Exercise brief: An exact reproduction of all the entries is what the answer must contain.

Saved data entries:
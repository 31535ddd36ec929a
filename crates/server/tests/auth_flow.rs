use axum::body::{to_bytes, Body};
use axum::http::{header, Request, StatusCode};
use axum::Router;
use migration::MigratorTrait;
use sea_orm::{ActiveModelTrait, DatabaseConnection, EntityTrait, Set};
use serde_json::{json, Value};
use tower::Service;
use uuid::Uuid;

fn test_config() -> configs::AppConfig {
    let mut cfg = configs::AppConfig::default();
    cfg.auth.secret_key = "test-secret".into();
    cfg.uploads.dir = std::env::temp_dir().join("jt-server-tests").to_string_lossy().to_string();
    cfg
}

fn offline_app() -> Router {
    server::build_app(&test_config(), DatabaseConnection::Disconnected)
}

async fn db_app() -> Option<(Router, DatabaseConnection)> {
    if std::env::var("SKIP_DB_TESTS").is_ok() {
        return None;
    }
    let db = match models::db::connect().await {
        Ok(db) => db,
        Err(e) => {
            eprintln!("skip: cannot connect to db: {e}");
            return None;
        }
    };
    if let Err(e) = migration::Migrator::up(&db, None).await {
        eprintln!("skip: migrate up failed: {e}");
        return None;
    }
    Some((server::build_app(&test_config(), db.clone()), db))
}

async fn call(app: &mut Router, req: Request<Body>) -> anyhow::Result<(StatusCode, Value)> {
    let resp = app.call(req).await?;
    let status = resp.status();
    let bytes = to_bytes(resp.into_body(), usize::MAX).await?;
    let body = if bytes.is_empty() { Value::Null } else { serde_json::from_slice(&bytes)? };
    Ok((status, body))
}

fn json_req(method: &str, uri: &str, token: Option<&str>, body: Value) -> Request<Body> {
    let mut b = Request::builder().method(method).uri(uri).header(header::CONTENT_TYPE, "application/json");
    if let Some(t) = token {
        b = b.header(header::AUTHORIZATION, format!("Bearer {t}"));
    }
    b.body(Body::from(body.to_string())).unwrap()
}

fn get_req(uri: &str, token: Option<&str>) -> Request<Body> {
    let mut b = Request::builder().method("GET").uri(uri);
    if let Some(t) = token {
        b = b.header(header::AUTHORIZATION, format!("Bearer {t}"));
    }
    b.body(Body::empty()).unwrap()
}

async fn register_and_login(app: &mut Router) -> anyhow::Result<(String, String)> {
    let email = format!("user_{}@example.com", Uuid::new_v4());
    let (status, body) = call(
        app,
        json_req("POST", "/api/v1/auth/register", None, json!({"email": email, "password": "S3curePass!", "full_name": "Tester"})),
    )
    .await?;
    assert_eq!(status, StatusCode::CREATED, "{body}");
    assert_eq!(body["email"], email.as_str());

    let (status, body) =
        call(app, json_req("POST", "/api/v1/auth/login", None, json!({"email": email, "password": "S3curePass!"}))).await?;
    assert_eq!(status, StatusCode::OK, "{body}");
    assert_eq!(body["token_type"], "bearer");
    let token = body["access_token"].as_str().unwrap().to_string();
    let user_id = body["user"]["id"].as_str().unwrap().to_string();
    Ok((token, user_id))
}

#[tokio::test]
async fn health_is_public() -> anyhow::Result<()> {
    let mut app = offline_app();
    let (status, body) = call(&mut app, get_req("/health", None)).await?;
    assert_eq!(status, StatusCode::OK);
    assert_eq!(body, json!({"status": "ok"}));
    Ok(())
}

#[tokio::test]
async fn protected_route_without_token_is_401() -> anyhow::Result<()> {
    let mut app = offline_app();
    let resp = app.call(get_req("/api/v1/jobs", None)).await?;
    assert_eq!(resp.status(), StatusCode::UNAUTHORIZED);
    assert_eq!(resp.headers().get(header::WWW_AUTHENTICATE).unwrap(), "Bearer");
    Ok(())
}

#[tokio::test]
async fn garbage_bearer_is_401() -> anyhow::Result<()> {
    let mut app = offline_app();
    let (status, body) = call(&mut app, get_req("/api/v1/profiles/me", Some("not-a-jwt"))).await?;
    assert_eq!(status, StatusCode::UNAUTHORIZED);
    assert_eq!(body["detail"], "Could not validate credentials");
    Ok(())
}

Written answer:
repository 31535ddd36ec929a
filename crates/server/tests/auth_flow.rs
use axum::body::{to_bytes, Body};
use axum::http::{header, Request, StatusCode};
use axum::Router;
use migration::MigratorTrait;
use sea_orm::{ActiveModelTrait, DatabaseConnection, EntityTrait, Set};
use serde_json::{json, Value};
use tower::Service;
use uuid::Uuid;

fn test_config() -> configs::AppConfig {
    let mut cfg = configs::AppConfig::default();
    cfg.auth.secret_key = "test-secret".into();
    cfg.uploads.dir = std::env::temp_dir().join("jt-server-tests").to_string_lossy().to_string();
    cfg
}

fn offline_app() -> Router {
    server::build_app(&test_config(), DatabaseConnection::Disconnected)
}

async fn db_app() -> Option<(Router, DatabaseConnection)> {
    if std::env::var("SKIP_DB_TESTS").is_ok() {
        return None;
    }
    let db = match models::db::connect().await {
        Ok(db) => db,
        Err(e) => {
            eprintln!("skip: cannot connect to db: {e}");
            return None;
        }
    };
    if let Err(e) = migration::Migrator::up(&db, None).await {
        eprintln!("skip: migrate up failed: {e}");
        return None;
    }
    Some((server::build_app(&test_config(), db.clone()), db))
}

async fn call(app: &mut Router, req: Request<Body>) -> anyhow::Result<(StatusCode, Value)> {
    let resp = app.call(req).await?;
    let status = resp.status();
    let bytes = to_bytes(resp.into_body(), usize::MAX).await?;
    let body = if bytes.is_empty() { Value::Null } else { serde_json::from_slice(&bytes)? };
    Ok((status, body))
}

fn json_req(method: &str, uri: &str, token: Option<&str>, body: Value) -> Request<Body> {
    let mut b = Request::builder().method(method).uri(uri).header(header::CONTENT_TYPE, "application/json");
    if let Some(t) = token {
        b = b.header(header::AUTHORIZATION, format!("Bearer {t}"));
    }
    b.body(Body::from(body.to_string())).unwrap()
}

fn get_req(uri: &str, token: Option<&str>) -> Request<Body> {
    let mut b = Request::builder().method("GET").uri(uri);
    if let Some(t) = token {
        b = b.header(header::AUTHORIZATION, format!("Bearer {t}"));
    }
    b.body(Body::empty()).unwrap()
}

async fn register_and_login(app: &mut Router) -> anyhow::Result<(String, String)> {
    let email = format!("user_{}@example.com", Uuid::new_v4());
    let (status, body) = call(
        app,
        json_req("POST", "/api/v1/auth/register", None, json!({"email": email, "password": "S3curePass!", "full_name": "Tester"})),
    )
    .await?;
    assert_eq!(status, StatusCode::CREATED, "{body}");
    assert_eq!(body["email"], email.as_str());

    let (status, body) =
        call(app, json_req("POST", "/api/v1/auth/login", None, json!({"email": email, "password": "S3curePass!"}))).await?;
    assert_eq!(status, StatusCode::OK, "{body}");
    assert_eq!(body["token_type"], "bearer");
    let token = body["access_token"].as_str().unwrap().to_string();
    let user_id = body["user"]["id"].as_str().unwrap().to_string();
    Ok((token, user_id))
}

#[tokio::test]
async fn health_is_public() -> anyhow::Result<()> {
    let mut app = offline_app();
    let (status, body) = call(&mut app, get_req("/health", None)).await?;
    assert_eq!(status, StatusCode::OK);
    assert_eq!(body, json!({"status": "ok"}));
    Ok(())
}

#[tokio::test]
async fn protected_route_without_token_is_401() -> anyhow::Result<()> {
    let mut app = offline_app();
    let resp = app.call(get_req("/api/v1/jobs", None)).await?;
    assert_eq!(resp.status(), StatusCode::UNAUTHORIZED);
    assert_eq!(resp.headers().get(header::WWW_AUTHENTICATE).unwrap(), "Bearer");
    Ok(())
}

#[tokio::test]
async fn garbage_bearer_is_401() -> anyhow::Result<()> {
    let mut app = offline_app();
    let (status, body) = call(&mut app, get_req("/api/v1/profiles/me", Some("not-a-jwt"))).await?;
    assert_eq!(status, StatusCode::UNAUTHORIZED);
    assert_eq!(body["detail"], "Could not validate credentials");
    Ok(())
}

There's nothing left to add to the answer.